O Dia dos Cachorros – Capítulo I

TC

Com exclusividade, o SP inicia hoje a publicação, em capítulos, do romance O Dia dos Cachorros (Prêmio Câmara Cascudo – Prefeitura de Natal), do escritor paraibano Aldo Lopes. Esta segunda edição foi revista pelo autor e deverá ser publicada em breve pela editora Linha D’Água. Em e-mail, o escritor explica sua decisão de mexer no livro: “Eu não resisti e reescrevi. Não sou daqueles que santificam o texto depois que ele sai em livro. Texto é para ser remexido e reescrito, acho que o escritor não se livra nunca, nem quando o publica, contrariando o que disse um dia William Faulkner. Você pode anunciar que eu vou publicá-lo inteiramente no SP, em forma de capítulos. ( se você concordar, é claro). Somente assim terei o privilégio de estar perto dessa turma fodinha que colabora com o espaço, pois aceito sugestões e estou aberto a qualquer tipo de crítica. Vou botar meu pescoço na guilhotina. Com muito prazer”.

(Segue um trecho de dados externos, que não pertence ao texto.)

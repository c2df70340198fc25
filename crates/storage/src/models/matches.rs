use serde::{Deserialize, Serialize};
use sqlx::FromRow;
use utoipa::ToSchema;
use uuid::Uuid;

use super::{Goal, MatchStatus, Modality, PenaltyCard, Sport};

/// A row of the `matches` table; `sport` is the discriminator column
#[derive(Debug, Clone, Serialize, Deserialize, FromRow, ToSchema)]
pub struct Match {
    pub match_id: Uuid,
    pub sport: Sport,
    pub team_a_id: Uuid,
    pub team_b_id: Uuid,
    pub score_a: i32,
    pub score_b: i32,
    pub modality: Modality,
    pub status: MatchStatus,
    pub start_time: Option<chrono::NaiveDateTime>,
    pub end_time: Option<chrono::NaiveDateTime>,
    pub sport_event_id: Option<Uuid>,
    pub created_at: chrono::NaiveDateTime,
}

/// Sport specific part of a match, tagged by the discriminator.
///
/// Only the sports that record scoring actions or penalties carry child collections.
#[derive(Debug, Clone, Serialize, Deserialize, ToSchema)]
#[serde(tag = "sport", rename_all = "SCREAMING_SNAKE_CASE")]
pub enum MatchDetails {
    Futsal {
        goals: Vec<Goal>,
        penalty_cards: Vec<PenaltyCard>,
    },
    Handball {
        goals: Vec<Goal>,
        penalty_cards: Vec<PenaltyCard>,
    },
    Basketball {
        penalty_cards: Vec<PenaltyCard>,
    },
    Volleyball,
    TableTennis,
    Chess,
}

impl MatchDetails {
    pub fn sport(&self) -> Sport {
        match self {
            MatchDetails::Futsal { .. } => Sport::Futsal,
            MatchDetails::Handball { .. } => Sport::Handball,
            MatchDetails::Basketball { .. } => Sport::Basketball,
            MatchDetails::Volleyball => Sport::Volleyball,
            MatchDetails::TableTennis => Sport::TableTennis,
            MatchDetails::Chess => Sport::Chess,
        }
    }
}

#[cfg(test)]
mod tests {
    use super::*;

    #[test]
    fn details_report_their_sport() {
        assert_eq!(MatchDetails::TableTennis.sport(), Sport::TableTennis);
        let handball = MatchDetails::Handball {
            goals: vec![],
            penalty_cards: vec![],
        };
        assert_eq!(handball.sport(), Sport::Handball);
    }

    #[test]
    fn details_are_tagged_by_sport() {
        let json = serde_json::to_value(MatchDetails::Chess).unwrap();
        assert_eq!(json, serde_json::json!({ "sport": "CHESS" }));

        let json = serde_json::to_value(MatchDetails::Basketball {
            penalty_cards: vec![],
        })
        .unwrap();
        assert_eq!(json["sport"], "BASKETBALL");
        assert!(json["penalty_cards"].as_array().unwrap().is_empty());
        assert!(json.get("goals").is_none());
    }
}
use sqlx::PgPool;
use storage::{
    dto::participant::{CreateParticipantRequest, UpdateParticipantRequest},
    error::Result,
    models::{Goal, Participant, PenaltyCard},
    repository::{
        goal::GoalRepository, participant::ParticipantRepository,
        penalty_card::PenaltyCardRepository, team::TeamRepository,
    },
};
use uuid::Uuid;

pub async fn list_participants(pool: &PgPool) -> Result<Vec<Participant>> {
    let repo = ParticipantRepository::new(pool);
    repo.list().await
}

pub async fn get_participant(pool: &PgPool, id: Uuid) -> Result<Participant> {
    let repo = ParticipantRepository::new(pool);
    repo.find_by_id(id).await
}

/// Enroll a participant; the team has to exist
pub async fn create_participant(
    pool: &PgPool,
    request: &CreateParticipantRequest,
) -> Result<Participant> {
    TeamRepository::new(pool).find_by_id(request.team_id).await?;

    let repo = ParticipantRepository::new(pool);
    repo.create(request).await
}

pub async fn update_participant(
    pool: &PgPool,
    id: Uuid,
    request: &UpdateParticipantRequest,
) -> Result<Participant> {
    if let Some(team_id) = request.team_id {
        TeamRepository::new(pool).find_by_id(team_id).await?;
    }

    let repo = ParticipantRepository::new(pool);
    let existing = repo.find_by_id(id).await?;
    repo.update(&existing, request).await
}

pub async fn delete_participant(pool: &PgPool, id: Uuid) -> Result<()> {
    let repo = ParticipantRepository::new(pool);
    repo.delete(id).await
}

pub async fn list_participant_goals(pool: &PgPool, id: Uuid) -> Result<Vec<Goal>> {
    ParticipantRepository::new(pool).find_by_id(id).await?;
    GoalRepository::new(pool).list_by_participant(id).await
}

pub async fn list_participant_cards(pool: &PgPool, id: Uuid) -> Result<Vec<PenaltyCard>> {
    ParticipantRepository::new(pool).find_by_id(id).await?;
    PenaltyCardRepository::new(pool)
        .list_by_participant(id)
        .await
}
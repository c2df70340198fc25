use thiserror::Error;

#[derive(Debug, Error)]
pub enum StorageError {
    #[error("Database error: {0}")]
    Database(#[from] sqlx::Error),

    #[error("Migration error: {0}")]
    Migration(#[from] sqlx::migrate::MigrateError),

    #[error("{0} not found")]
    NotFound(String),

    #[error("Constraint violation: {0}")]
    ConstraintViolation(String),

    #[error("Unprocessable: {0}")]
    Unprocessable(String),

    #[error("Unsupported sport modality: {0}")]
    UnsupportedSport(String),
}

pub type Result<T> = std::result::Result<T, StorageError>;

impl StorageError {
    pub fn not_found(entity: &str, id: impl std::fmt::Display) -> Self {
        StorageError::NotFound(format!("{} {}", entity, id))
    }

    /// Short name of the variant, surfaced as the developer message of error bodies
    pub fn kind(&self) -> &'static str {
        match self {
            StorageError::Database(_) => "DatabaseError",
            StorageError::Migration(_) => "MigrationError",
            StorageError::NotFound(_) => "NotFoundException",
            StorageError::ConstraintViolation(_) => "ConflictException",
            StorageError::Unprocessable(_) => "UnprocessableEntityException",
            StorageError::UnsupportedSport(_) => "UnsupportedModalityException",
        }
    }

    pub fn is_unique_violation(&self) -> bool {
        matches!(
            self,
            StorageError::Database(sqlx::Error::Database(e))
                if e.code().as_deref() == Some("23505")
        )
    }

    pub fn is_foreign_key_violation(&self) -> bool {
        matches!(
            self,
            StorageError::Database(sqlx::Error::Database(e))
                if e.code().as_deref() == Some("23503")
        )
    }

    /// Turn unique/foreign key violations into a `ConstraintViolation` carrying `message`
    pub fn on_constraint(self, message: &str) -> Self {
        if self.is_unique_violation() || self.is_foreign_key_violation() {
            StorageError::ConstraintViolation(message.to_string())
        } else {
            self
        }
    }
}

#[cfg(test)]
mod tests {
    use super::*;

    #[test]
    fn not_found_message_names_entity_and_id() {
        let err = StorageError::not_found("Team", 42);
        assert_eq!(err.to_string(), "Team 42 not found");
        assert_eq!(err.kind(), "NotFoundException");
    }

    #[test]
    fn on_constraint_leaves_other_errors_alone() {
        let err = StorageError::Unprocessable("nope".into()).on_constraint("conflict");
        assert!(matches!(err, StorageError::Unprocessable(_)));

        let err = StorageError::Database(sqlx::Error::RowNotFound).on_constraint("conflict");
        assert!(matches!(err, StorageError::Database(_)));
    }
}
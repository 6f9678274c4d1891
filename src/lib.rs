//! Tool calling for locally hosted, OpenAI-compatible chat models.
//!
//! The model is shown a JSON schema of the registered tools and asked to
//! reply with a bare `{"tool_name": ..., "parameters": ...}` object when it
//! wants one. No native function-calling support is needed on the server.
//!
//! - [`inference`]: endpoint client, wire types and model configuration
//! - [`agent_core`]: tool registry, tool-call detection and the conversation loop
//! - [`tools`]: the demo tools used by the binary
//! - [`logging`]: tracing subscriber setup

pub mod agent_core;
pub mod inference;
pub mod logging;
pub mod tools;
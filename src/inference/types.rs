//! Shared types for the inference client.
//!
//! These mirror the OpenAI Chat Completions API types, used for both
//! request building and response parsing.

use serde::{Deserialize, Serialize};

// ─── Request Types ───────────────────────────────────────────────────────────

/// A single message in the conversation.
///
/// Tool intents travel as plain text in `content`; no `tool_calls` array is
/// ever sent, so any text-completion endpoint can take part in the exchange.
#[derive(Debug, Clone, PartialEq, Serialize, Deserialize)]
pub struct ChatMessage {
    pub role: Role,
    #[serde(default)]
    pub content: String,
    /// Optional correlation id on `tool` role messages.
    #[serde(default, skip_serializing_if = "Option::is_none")]
    pub tool_call_id: Option<String>,
}

impl ChatMessage {
    pub fn system(content: impl Into<String>) -> Self {
        Self::new(Role::System, content)
    }

    pub fn user(content: impl Into<String>) -> Self {
        Self::new(Role::User, content)
    }

    pub fn assistant(content: impl Into<String>) -> Self {
        Self::new(Role::Assistant, content)
    }

    /// A `tool` role message carrying a stringified tool result.
    pub fn tool_result(content: impl Into<String>, tool_call_id: Option<String>) -> Self {
        Self {
            role: Role::Tool,
            content: content.into(),
            tool_call_id,
        }
    }

    fn new(role: Role, content: impl Into<String>) -> Self {
        Self {
            role,
            content: content.into(),
            tool_call_id: None,
        }
    }
}

/// Message role.
#[derive(Debug, Clone, Copy, PartialEq, Eq, Serialize, Deserialize)]
#[serde(rename_all = "lowercase")]
pub enum Role {
    System,
    User,
    Assistant,
    Tool,
}

/// Request body for `POST /v1/chat/completions`.
#[derive(Debug, Clone, Serialize)]
pub struct ChatCompletionRequest {
    pub model: String,
    pub messages: Vec<ChatMessage>,
    pub temperature: f32,
    #[serde(skip_serializing_if = "Option::is_none")]
    pub max_tokens: Option<u32>,
    pub stream: bool,
}

// ─── Response Types ──────────────────────────────────────────────────────────

/// Non-streaming completion body.
#[derive(Debug, Clone, Deserialize)]
pub struct ChatCompletionResponse {
    pub choices: Vec<CompletionChoice>,
}

#[derive(Debug, Clone, Deserialize)]
pub struct CompletionChoice {
    pub message: CompletionMessage,
    #[serde(default)]
    pub finish_reason: Option<String>,
}

#[derive(Debug, Clone, Deserialize)]
pub struct CompletionMessage {
    #[serde(default)]
    pub content: Option<String>,
    /// Reasoning/thinking content from models like Qwen3 and GPT-OSS.
    /// Deserialized so it doesn't trip unknown-field handling, never used:
    /// `content` holds the actual answer.
    #[serde(default)]
    #[allow(dead_code)]
    pub reasoning: Option<String>,
}

/// `GET /v1/models` body.
#[derive(Debug, Clone, Deserialize)]
pub struct ModelList {
    #[serde(default)]
    pub data: Vec<ModelEntry>,
}

#[derive(Debug, Clone, Deserialize)]
pub struct ModelEntry {
    pub id: String,
}

// ─── Tests ───────────────────────────────────────────────────────────────────
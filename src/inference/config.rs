//! Model configuration loading and validation.
//!
//! Reads `_models/config.yaml` and resolves environment variables. When no
//! file exists the built-in LM Studio defaults apply, so the binary works
//! against a stock local server with zero setup.

use std::collections::HashMap;
use std::path::{Path, PathBuf};

use serde::Deserialize;

use super::errors::InferenceError;

// ─── Constants ───────────────────────────────────────────────────────────────

/// LM Studio's default OpenAI-compatible endpoint.
pub const DEFAULT_BASE_URL: &str = "http://localhost:1234/v1";

/// Placeholder model name. LM Studio serves whichever model is loaded.
pub const DEFAULT_MODEL_NAME: &str = "local-model";

/// Local servers accept any bearer token; LM Studio's docs use this one.
pub const DEFAULT_API_KEY: &str = "lm-studio";

/// Key of the synthesized model entry used when no config file is found.
const DEFAULT_MODEL_KEY: &str = "lmstudio";

/// Config file location relative to a project root.
const CONFIG_RELATIVE_PATH: &str = "_models/config.yaml";

// ─── Public Types ────────────────────────────────────────────────────────────

/// A single model endpoint's configuration.
#[derive(Debug, Clone, Deserialize)]
pub struct ModelConfig {
    pub display_name: String,
    pub base_url: String,
    /// Name sent in the request's `model` field. Falls back to the config key.
    #[serde(default)]
    pub model_name: Option<String>,
    #[serde(default)]
    pub api_key: Option<String>,
    #[serde(default)]
    pub max_tokens: Option<u32>,
    #[serde(default = "default_request_timeout_secs")]
    pub request_timeout_secs: u64,
}

/// Sampling settings for the two exchanges of one conversation run.
#[derive(Debug, Clone, Copy, PartialEq, Deserialize)]
pub struct OrchestratorConfig {
    /// Temperature for the tool-selection turn (low: structured output).
    #[serde(default = "default_tool_temperature")]
    pub tool_temperature: f32,
    /// Temperature for the follow-up answer turn (higher: fluent prose).
    #[serde(default = "default_answer_temperature")]
    pub answer_temperature: f32,
}

impl Default for OrchestratorConfig {
    fn default() -> Self {
        Self {
            tool_temperature: default_tool_temperature(),
            answer_temperature: default_answer_temperature(),
        }
    }
}

fn default_request_timeout_secs() -> u64 {
    60
}
fn default_tool_temperature() -> f32 {
    0.1
}
fn default_answer_temperature() -> f32 {
    0.7
}

/// Top-level model registry (mirrors `_models/config.yaml`).
#[derive(Debug, Clone, Deserialize)]
pub struct ModelsConfig {
    pub active_model: String,
    pub models: HashMap<String, ModelConfig>,
    #[serde(default)]
    pub orchestrator: OrchestratorConfig,
}

impl Default for ModelsConfig {
    fn default() -> Self {
        let mut models = HashMap::new();
        models.insert(
            DEFAULT_MODEL_KEY.to_string(),
            ModelConfig {
                display_name: "LM Studio (loaded model)".to_string(),
                base_url: DEFAULT_BASE_URL.to_string(),
                model_name: Some(DEFAULT_MODEL_NAME.to_string()),
                api_key: Some(DEFAULT_API_KEY.to_string()),
                max_tokens: None,
                request_timeout_secs: default_request_timeout_secs(),
            },
        );
        Self {
            active_model: DEFAULT_MODEL_KEY.to_string(),
            models,
            orchestrator: OrchestratorConfig::default(),
        }
    }
}

impl ModelsConfig {
    /// Override the active model's endpoint and/or model name (CLI flags).
    pub fn apply_overrides(
        &mut self,
        base_url: Option<&str>,
        model_name: Option<&str>,
    ) -> Result<(), InferenceError> {
        let key = self.active_model.clone();
        let model = self
            .models
            .get_mut(&key)
            .ok_or_else(|| InferenceError::ConfigError {
                reason: format!("active model '{key}' not found in config"),
            })?;

        if let Some(url) = base_url {
            model.base_url = url.trim_end_matches('/').to_string();
        }
        if let Some(name) = model_name {
            model.model_name = Some(name.to_string());
        }
        Ok(())
    }
}

// ─── Loading ─────────────────────────────────────────────────────────────────

/// Locate the config file.
///
/// Order: `LOCAL_TOOLCALL_CONFIG` (explicit file), then
/// `LOCAL_TOOLCALL_PROJECT_ROOT/_models/config.yaml`, then a walk upward from
/// `start`. Returns `None` when nothing is found.
pub fn find_config_path(start: &Path) -> Option<PathBuf> {
    if let Ok(file) = std::env::var("LOCAL_TOOLCALL_CONFIG") {
        let candidate = PathBuf::from(expand_tilde(&file));
        if candidate.exists() {
            return Some(candidate);
        }
        tracing::warn!(path = %candidate.display(), "LOCAL_TOOLCALL_CONFIG points to a missing file");
    }

    if let Ok(root) = std::env::var("LOCAL_TOOLCALL_PROJECT_ROOT") {
        let candidate = PathBuf::from(&root).join(CONFIG_RELATIVE_PATH);
        if candidate.exists() {
            return Some(candidate);
        }
    }

    let mut dir = start.to_path_buf();
    loop {
        let candidate = dir.join(CONFIG_RELATIVE_PATH);
        if candidate.exists() {
            return Some(candidate);
        }
        if !dir.pop() {
            return None;
        }
    }
}

/// Load and parse the models configuration file.
///
/// Performs environment-variable interpolation on string values matching
/// `${VAR_NAME}` or `${VAR_NAME:-default}`.
pub fn load_models_config(path: &Path) -> Result<ModelsConfig, InferenceError> {
    let raw = std::fs::read_to_string(path).map_err(|e| InferenceError::ConfigError {
        reason: format!("failed to read {}: {e}", path.display()),
    })?;

    let interpolated = interpolate_env_vars(&raw);

    let config: ModelsConfig =
        serde_yaml::from_str(&interpolated).map_err(|e| InferenceError::ConfigError {
            reason: format!("failed to parse config: {e}"),
        })?;

    Ok(config)
}

/// Load the config from `path` when given, otherwise search for one, otherwise
/// fall back to [`ModelsConfig::default`].
pub fn load_or_default(path: Option<&Path>, start: &Path) -> Result<ModelsConfig, InferenceError> {
    if let Some(explicit) = path {
        return load_models_config(explicit);
    }
    match find_config_path(start) {
        Some(found) => {
            tracing::debug!(path = %found.display(), "loading models config");
            load_models_config(&found)
        }
        None => {
            tracing::debug!("no models config found, using LM Studio defaults");
            Ok(ModelsConfig::default())
        }
    }
}

/// Resolve the active model configuration.
///
/// Returns `(model_key, ModelConfig)`. Reachability is checked at request
/// time by the client, not here.
pub fn resolve_active_model(
    config: &ModelsConfig,
) -> Result<(String, ModelConfig), InferenceError> {
    config
        .models
        .get(&config.active_model)
        .map(|model| (config.active_model.clone(), model.clone()))
        .ok_or_else(|| InferenceError::ConfigError {
            reason: format!(
                "active model '{}' not found in config",
                config.active_model
            ),
        })
}

// ─── Env-var interpolation ───────────────────────────────────────────────────

/// Replace `${VAR}` and `${VAR:-default}` in a string.
fn interpolate_env_vars(input: &str) -> String {
    let mut result = String::with_capacity(input.len());
    let mut chars = input.chars().peekable();

    while let Some(ch) = chars.next() {
        if ch == '$' && chars.peek() == Some(&'{') {
            chars.next();
            let mut var_expr = String::new();
            for c in chars.by_ref() {
                if c == '}' {
                    break;
                }
                var_expr.push(c);
            }
            result.push_str(&resolve_var_expr(&var_expr));
        } else {
            result.push(ch);
        }
    }

    result
}

/// Resolve a variable expression like `VAR` or `VAR:-default`.
fn resolve_var_expr(expr: &str) -> String {
    if let Some(idx) = expr.find(":-") {
        let var_name = &expr[..idx];
        let default = &expr[idx + 2..];
        std::env::var(var_name).unwrap_or_else(|_| expand_tilde(default))
    } else {
        std::env::var(expr).unwrap_or_default()
    }
}

/// Expand a leading `~` to the user's home directory.
fn expand_tilde(path: &str) -> String {
    if let Some(rest) = path.strip_prefix('~') {
        if let Some(home) = dirs::home_dir() {
            return format!("{}{rest}", home.display());
        }
    }
    path.to_string()
}

// ─── Tests ───────────────────────────────────────────────────────────────────
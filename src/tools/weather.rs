//! `get_weather` — canned weather lookups for the demo conversation.

use serde_json::{json, Value};

use crate::agent_core::tool_registry::ToolRegistry;
use crate::agent_core::types::{ToolArguments, ToolDescriptor};

pub const TOOL_NAME: &str = "get_weather";

const DOC: &str = "
    Get the current weather for a given city.

    Args:
        city (str): The name of the city.
        unit (str): The temperature unit, 'celsius' or 'fahrenheit'.
";

/// Descriptor derived from the tool's docstring.
pub fn descriptor() -> ToolDescriptor {
    ToolDescriptor::from_docstring(
        TOOL_NAME,
        DOC,
        &[("city", "str", None), ("unit", "str", Some(json!("celsius")))],
    )
}

/// Register `get_weather` on `registry`.
pub fn register(registry: &mut ToolRegistry) {
    registry.register(descriptor(), get_weather);
}

async fn get_weather(args: ToolArguments) -> anyhow::Result<Value> {
    let city = args.str("city")?;
    let unit = args.str("unit")?;
    Ok(lookup(city, unit))
}

/// Mock data keyed on a case-insensitive substring of the city name.
fn lookup(city: &str, unit: &str) -> Value {
    let city = city.to_lowercase();
    let (name, temperature) = if city.contains("chicago") {
        ("Chicago", "12")
    } else if city.contains("tokyo") {
        ("Tokyo", "25")
    } else {
        return json!({"error": "City not found"});
    };
    json!({"city": name, "temperature": temperature, "unit": unit})
}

Leia crítica de Hildeberto Barbosa e André Ricardo sobre a primeira edição de O Dia dos Cachorros: aqui.

Abaixo o capítulo que abre a nova edição.

UM

JOÃO SEM-MEDO ESPERAVA DO CORONEL Barbaciano uma atitude mais dura, um chamamento às armas, e não aquela resposta sem firmeza, como se a dentadura estivesse fora do encaixe da gengiva. As palavras do coronel se espatifaram na ventania, uma ventania doida, prenúncio dos tempos da debulha. Toda época de colheita era assim: Nosso Senhor assoprava aquele mundão todo com os imensos foles do seu pulmão e mandava para os ares nuvens e mais nuvens de cisco e pó, deixando o milho em límpidas tulhas oleosas. Só na cata do algodão, em setembro, é que vinha a calmaria.

E lá se foi João no meio do tempo, capote desabotoado e as mãos nos bolsos, brigando com a ventania. O sol da tarde bordava a sombra de um morcego descomunal, enquanto ele imaginava os cavaleiros prestes a saltar sobre Princeza, as patas dos animais tirando faíscas nas pedras da Rua Grande. Mas João Sem-Medo sentiu o primeiro coice da velhice, sentiu e disfarçou, como se não fosse nada demais um homem maduro esmagar a própria sombra com suas alpercatas.

Antes do sol se pôr, o filho riscou o cavalo na porta. Pelo jeito, devia trazer notícia de desgraça, notícia ruim debaixo do chapéu, desgraça em primeira mão. Ele arrastou as esporas até o meio da casa, empinou o nariz e o verbo.

— Atacaram Piancó e mataram o padre!

— Miseráveis! — berrou o pai.

O cavalo depressa focou as orelhas no giro da porta, socou o barro com mais vigor e, empinando as patas dianteiras, relinchou com toda a força dos seus bofes. .

O resto da história veio depois, devagar, tão natural quanto o desatino do padre e seus companheiros empurrados para a morte, tão natural quanto o fato de homens cansados decidirem acampar às portas da cidade e pela manhã dois emissários marcharem em missão de reconhecimento. Piancó parecia deserta, mas alguma coisa não estava cheirando bem. A suspeita acabou se confirmando no momento em que um tiro esbagaçou o silêncio e arrancou um dos homens da montaria. O companheiro tentou em vão reanimá-lo e correu em busca de reforço.

Em pouco tempo os cavaleiros da Coluna concentravam fogo no rumo da casa do padre, de onde partiram os tiros. Ao cair da noite, suspenderam a ofensiva. O céu estendeu um cobertor escuro de nuvens, talvez para que ninguém visse as estrelas, talvez para que ninguém percebesse o que estaria para acontecer pelas ruas e becos onde vultos e mais vultos se moviam na escuridão.

Ao clarear da barra, viúvas inconsoláveis erravam de cadáver em cadáver, sob os olhares de curiosos amontoados na ponte para ver os dezessete corpos pendurados nos galhos de um enorme mulungu. Estavam todos despidos e sem o couro da face, mas apenas de um deles mulher nenhuma havia se aproximado, exatamente do homem que tinha as banhas da barriga lhe cobrindo a genitália, e a corda do pescoço dobrada em quatro, pois só assim pode suportar por toda a noite o peso do padre e seus pecados.